No hace falta medir con precision mientras puedas ver la oscilacion, que suele ser de 200kHz o mas...
Poné la entrada a masa, una carga de salida y medí si oscila o nó. Si lo hace hay que aumentar el capacitor C11 y quitar el C9... aunque yo quitaría el C9 solo y probaría como vá. La verdad es que no tengo ganas de evaluar la fase del lazo de realimentacion  🥵  🥵  🥵


----------



## jorgepazmi (Feb 10, 2020)

Dr. Zoidberg dijo:


> No hace falta medir con precision mientras puedas ver la oscilacion, que suele ser de 200kHz o mas...
> Poné la entrada a masa, una carga de salida y medí si oscila o nó. Si lo hace hay que aumentar el capacitor C11 y quitar el C9... aunque yo quitaría el C9 solo y probaría como vá. La verdad es que no tengo ganas de evaluar la fase del lazo de realimentacion  🥵 🥵 🥵


amigo aportas buenas ideas se nota que conoces del tema, mañana probare lo que comentas con los capacitores y comentare..! una duda como mido si oscila o no? osea llevo a masa la entrada y coloco la carga procediendo a medir tension en la salida? creo que me dices que chequee oscilacion alrededor de 200khz con el osciloscopio, intentare hacerlo con solo que mi osciloscopio mete una interferencia y al rato se le quita y asi ojala me deje probar, mi osciloscopio tiene un capacitor del triplicador de tension dañado a veces entra en fuga y tumba las tensiones del transformador principal y crea interferencia


----------



## Dr. Zoidberg (Feb 10, 2020)

jorgepazmi dijo:


> osea llevo a masa la entrada y coloco la carga procediendo a medir tension en la salida? creo que me dices que chequee oscilacion alrededor de 200khz con el osciloscopio,


Exactamente así. No te preocupes por la frecuencia de oscilacion, solo preocúpate de ver si en las condiciones indicadas tenés o nó una señal mas o menos senoidal y de alta frecuencia a la salida.


----------



## jorgepazmi (Feb 11, 2020)

Dr. Zoidberg dijo:


> Exactamente así. No te preocupes por la frecuencia de oscilacion, solo preocúpate de ver si en las condiciones indicadas tenés o nó una señal mas o menos senoidal y de alta frecuencia a la salida.
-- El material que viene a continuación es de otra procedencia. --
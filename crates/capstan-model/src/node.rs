//! Node records and deterministic node naming

use crate::provider::Provider;
use chrono::{DateTime, Utc};
use serde::{Deserialize, Serialize};

/// Role a node plays in the cluster
#[derive(Debug, Clone, Copy, PartialEq, Eq, Serialize, Deserialize, Default)]
#[serde(rename_all = "lowercase")]
pub enum NodeRole {
    Master,
    #[default]
    Worker,
}

/// Node lifecycle state
#[derive(Debug, Clone, Copy, PartialEq, Eq, Serialize, Deserialize, Default)]
#[serde(rename_all = "lowercase")]
pub enum NodeState {
    #[default]
    Planned,
    Provisioning,
    Active,
    Failed,
}

/// A single machine belonging to a cluster
#[derive(Debug, Clone, PartialEq, Serialize, Deserialize, Default)]
#[serde(rename_all = "camelCase")]
pub struct Node {
    /// Identity of the provisioning task that created this node
    pub task_id: String,
    pub name: String,
    pub provider: Provider,
    pub region: String,
    pub role: NodeRole,
    pub state: NodeState,
    #[serde(default)]
    pub private_ip: String,
    #[serde(default)]
    pub public_ip: String,
    #[serde(skip_serializing_if = "Option::is_none")]
    pub created_at: Option<DateTime<Utc>>,
}

impl Node {
    /// A planned node: named and attached to its task, no machine behind it yet.
    pub fn planned(
        task_id: impl Into<String>,
        name: impl Into<String>,
        provider: Provider,
        region: impl Into<String>,
        role: NodeRole,
    ) -> Self {
        Self {
            task_id: task_id.into(),
            name: name.into(),
            provider,
            region: region.into(),
            role,
            state: NodeState::Planned,
            private_ip: String::new(),
            public_ip: String::new(),
            created_at: None,
        }
    }

    pub fn is_master(&self) -> bool {
        self.role == NodeRole::Master
    }
}

/// Build the deterministic node name for a task.
///
/// Only the first four characters of `task_id` take part in the name, so
/// callers may pass a full task identity or a pre-truncated one. GCE rejects
/// mixed-case instance names, so names are lowercased there.
pub fn node_name(provider: Provider, cluster_name: &str, task_id: &str, is_master: bool) -> String {
    let role = if is_master { "master" } else { "node" };
    let short = &task_id[..task_id.len().min(4)];
    let name = format!("{cluster_name}-{role}-{short}");

    match provider {
        Provider::Gce => name.to_lowercase(),
        _ => name,
    }
}
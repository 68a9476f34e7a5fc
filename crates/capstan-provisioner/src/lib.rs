//! Capstan Task Provisioner
//!
//! The scheduler that drives cluster lifecycle: it plans tasks for every
//! role, bootstraps cryptographic material, persists the initial cluster
//! record, launches the per-node workflows concurrently with quorum gating,
//! reduces progress events into the persisted record, and cancels whole
//! provisionings by cluster identity.
//!
//! ```text
//!  ProvisionCluster ──► plan ──► bootstrap ──► persist ──► drive
//!                                                            │
//!              ┌──────────────┬──────────────┬───────────────┤
//!              ▼              ▼              ▼               ▼
//!        pre-provision   master tasks   worker tasks   cluster task
//!              │              │              │               │
//!              └─────────── events (nodes, states, configs) ─┘
//!                                     │
//!                                     ▼
//!                              state reducer ──► KubeService
//! ```

pub mod bootstrap;
pub mod error;
pub mod monitor;
pub mod provisioner;
pub mod rate_limiter;
pub mod service;
pub mod util;
pub mod writer;

pub use bootstrap::*;
pub use error::*;
pub use monitor::*;
pub use provisioner::*;
pub use rate_limiter::*;
pub use service::*;
pub use util::*;
pub use writer::*;
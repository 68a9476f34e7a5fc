//! Per-provisioning config snapshot and event bus
//!
//! Every task receives the config by value: mutations inside a step stay
//! local to that task unless the step publishes an updated snapshot on the
//! config channel. The three event channels and the masters map are the
//! exceptions — they are shared across all clones of one provisioning.

use crate::sync::CountdownLatch;
use capstan_model::{KubeState, Node, Provider};
use serde::{Deserialize, Serialize};
use std::collections::HashMap;
use std::sync::{Arc, Mutex};
use tokio::sync::mpsc;
use tracing::warn;

/// AWS-specific settings
#[derive(Debug, Clone, PartialEq, Serialize, Deserialize, Default)]
#[serde(rename_all = "camelCase")]
pub struct AwsConfig {
    pub region: String,
    pub availability_zone: String,
    pub vpc_cidr: String,
    pub vpc_id: String,
    pub subnet_id: String,
    pub key_pair_name: String,
    pub masters_security_group_id: String,
    pub nodes_security_group_id: String,
    pub route_table_id: String,
    pub internet_gateway_id: String,
    pub masters_instance_profile: String,
    pub nodes_instance_profile: String,
    pub image_id: String,
    pub instance_type: String,
    pub volume_size: String,
}

/// GCE-specific settings
#[derive(Debug, Clone, PartialEq, Serialize, Deserialize, Default)]
#[serde(rename_all = "camelCase")]
pub struct GceConfig {
    pub project_id: String,
    pub zone: String,
    pub machine_type: String,
    pub image_family: String,
}

/// DigitalOcean-specific settings
#[derive(Debug, Clone, PartialEq, Serialize, Deserialize, Default)]
#[serde(rename_all = "camelCase")]
pub struct DigitalOceanConfig {
    pub region: String,
    pub size: String,
    pub image: String,
    /// Fingerprint of the bootstrap key registered with the account.
    /// DigitalOcean deletes keys by fingerprint, so it must be kept around.
    pub fingerprint: String,
}

/// Packet-specific settings
#[derive(Debug, Clone, PartialEq, Serialize, Deserialize, Default)]
#[serde(rename_all = "camelCase")]
pub struct PacketConfig {
    pub project_id: String,
    pub facility: String,
    pub plan: String,
    pub operating_system: String,
}

/// OpenStack-specific settings
#[derive(Debug, Clone, PartialEq, Serialize, Deserialize, Default)]
#[serde(rename_all = "camelCase")]
pub struct OpenStackConfig {
    pub auth_url: String,
    pub tenant_name: String,
    pub flavor_name: String,
    pub image_name: String,
}

/// SSH access material
#[derive(Debug, Clone, PartialEq, Serialize, Deserialize, Default)]
#[serde(rename_all = "camelCase")]
pub struct SshConfig {
    pub user: String,
    /// Key supplied by the user for their own access
    pub public_key: String,
    /// Keypair generated at bootstrap for the provisioner's access
    pub bootstrap_private_key: String,
    pub bootstrap_public_key: String,
}

/// Certificate material attached before any step runs
#[derive(Debug, Clone, PartialEq, Serialize, Deserialize, Default)]
#[serde(rename_all = "camelCase")]
pub struct CertificatesConfig {
    pub parent_cert: String,
    pub parent_key: String,
    pub ca_cert: String,
    pub ca_key: String,
    pub admin_cert: String,
    pub admin_key: String,
    pub username: String,
    pub password: String,
}

/// Flannel overlay settings
#[derive(Debug, Clone, PartialEq, Serialize, Deserialize, Default)]
#[serde(rename_all = "camelCase")]
pub struct FlannelConfig {
    pub version: String,
    pub cidr: String,
    /// Filled with the first master's private address once known
    pub etcd_host: String,
}

/// Sending halves of the three event channels
#[derive(Debug, Clone)]
pub struct EventSinks {
    nodes: mpsc::UnboundedSender<Node>,
    kube_states: mpsc::UnboundedSender<KubeState>,
    configs: mpsc::UnboundedSender<Config>,
}

/// Receiving halves of the three event channels; consumed by the reducer
#[derive(Debug)]
pub struct EventStreams {
    pub nodes: mpsc::UnboundedReceiver<Node>,
    pub kube_states: mpsc::UnboundedReceiver<KubeState>,
    pub configs: mpsc::UnboundedReceiver<Config>,
}

type SharedStreams = Arc<Mutex<Option<EventStreams>>>;
type SharedMasters = Arc<Mutex<HashMap<String, Node>>>;

/// The full configuration value copied into each task at run-start
#[derive(Debug, Clone, Serialize, Deserialize, Default)]
#[serde(rename_all = "camelCase")]
pub struct Config {
    pub provider: Provider,
    pub cluster_id: String,
    pub cluster_name: String,
    pub cloud_account_name: String,
    pub is_master: bool,

    pub aws_config: AwsConfig,
    pub gce_config: GceConfig,
    pub digital_ocean_config: DigitalOceanConfig,
    pub packet_config: PacketConfig,
    pub os_config: OpenStackConfig,

    pub ssh_config: SshConfig,
    pub certificates_config: CertificatesConfig,
    pub flannel_config: FlannelConfig,

    /// Rewritten before each task run; step code names nodes from it
    pub task_id: String,
    /// The node currently being worked on
    pub node: Node,

    /// Masters accumulated as they come up; shared across config clones
    #[serde(skip)]
    masters: SharedMasters,

    /// Sized to the master count; master steps use it to wait for quorum
    #[serde(skip)]
    pub ready_for_bootstrap_latch: Option<CountdownLatch>,

    #[serde(skip)]
    sinks: Option<EventSinks>,
    #[serde(skip)]
    streams: SharedStreams,
}

impl Config {
    /// Create a config with a fresh event bus.
    pub fn new(
        provider: Provider,
        cluster_name: impl Into<String>,
        cloud_account_name: impl Into<String>,
    ) -> Self {
        let (node_tx, node_rx) = mpsc::unbounded_channel();
        let (state_tx, state_rx) = mpsc::unbounded_channel();
        let (config_tx, config_rx) = mpsc::unbounded_channel();

        Self {
            provider,
            cluster_name: cluster_name.into(),
            cloud_account_name: cloud_account_name.into(),
            sinks: Some(EventSinks {
                nodes: node_tx,
                kube_states: state_tx,
                configs: config_tx,
            }),
            streams: Arc::new(Mutex::new(Some(EventStreams {
                nodes: node_rx,
                kube_states: state_rx,
                configs: config_rx,
            }))),
            ..Default::default()
        }
    }

    /// Take the receiving halves of the event channels. Yields `Some` exactly
    /// once per provisioning, across all clones of this config.
    pub fn take_event_streams(&self) -> Option<EventStreams> {
        self.streams.lock().unwrap().take()
    }

    /// Publish a node event.
    pub fn emit_node(&self, node: Node) {
        match &self.sinks {
            Some(sinks) => {
                if sinks.nodes.send(node).is_err() {
                    warn!(cluster = %self.cluster_id, "node event dropped: reducer gone");
                }
            }
            None => warn!(cluster = %self.cluster_id, "node event dropped: no event bus"),
        }
    }

    /// Publish a cluster state transition.
    pub fn emit_kube_state(&self, state: KubeState) {
        match &self.sinks {
            Some(sinks) => {
                if sinks.kube_states.send(state).is_err() {
                    warn!(cluster = %self.cluster_id, "state event dropped: reducer gone");
                }
            }
            None => warn!(cluster = %self.cluster_id, "state event dropped: no event bus"),
        }
    }

    /// Publish this config snapshot (e.g. after pre-provision filled in
    /// infrastructure identifiers).
    pub fn emit_config(&self) {
        match &self.sinks {
            Some(sinks) => {
                if sinks.configs.send(self.clone()).is_err() {
                    warn!(cluster = %self.cluster_id, "config event dropped: reducer gone");
                }
            }
            None => warn!(cluster = %self.cluster_id, "config event dropped: no event bus"),
        }
    }

    /// Record a master that has come up. Visible to every clone.
    pub fn add_master(&self, node: Node) {
        self.masters.lock().unwrap().insert(node.name.clone(), node);
    }

    /// Any master with a known private address.
    pub fn get_master(&self) -> Option<Node> {
        self.masters
            .lock()
            .unwrap()
            .values()
            .find(|n| !n.private_ip.is_empty())
            .cloned()
    }

    /// Snapshot of the masters recorded so far.
    pub fn masters(&self) -> Vec<Node> {
        self.masters.lock().unwrap().values().cloned().collect()
    }
}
imagen 1 llevando a masa la entrada con carga conectada, no se observa frecuencia no deseada en el osciloscopio 1V/div. y sondeando en diversos tiempos.
imagen dos comportamiento del amplificador inyectando onda seno 10hz a través de aplicacion del  tlf 5V/div.
Al variar C11 por encima de su valor obtuve un ruido de alta frecuencia un poco molesto, por debajo de su valor no se noto diferencia.
al quitar C9 tampoco se noto diferencia.


----------



## Dr. Zoidberg (Feb 11, 2020)

jorgepazmi dijo:


> Al variar C11 por encima de su valor* obtuve un ruido de alta frecuencia* un poco molesto, por debajo de su valor no se noto diferencia.



Lo que escuchés no me interesa: Que se veía en el osciloscopio???


----------



## jorgepazmi (Feb 11, 2020)

Dr. Zoidberg dijo:


> Lo que escuchés no me interesa: Que se veía en el osciloscopio???


se ve lo que en la figura 1 al llevar a masa la entrada, absolutamente nada "un punto en el centro"


----------



## Dr. Zoidberg (Feb 11, 2020)

jorgepazmi dijo:


> se ve lo que en la figura 1 al llevar a masa la entrada, absolutamente nada "un punto en el centro"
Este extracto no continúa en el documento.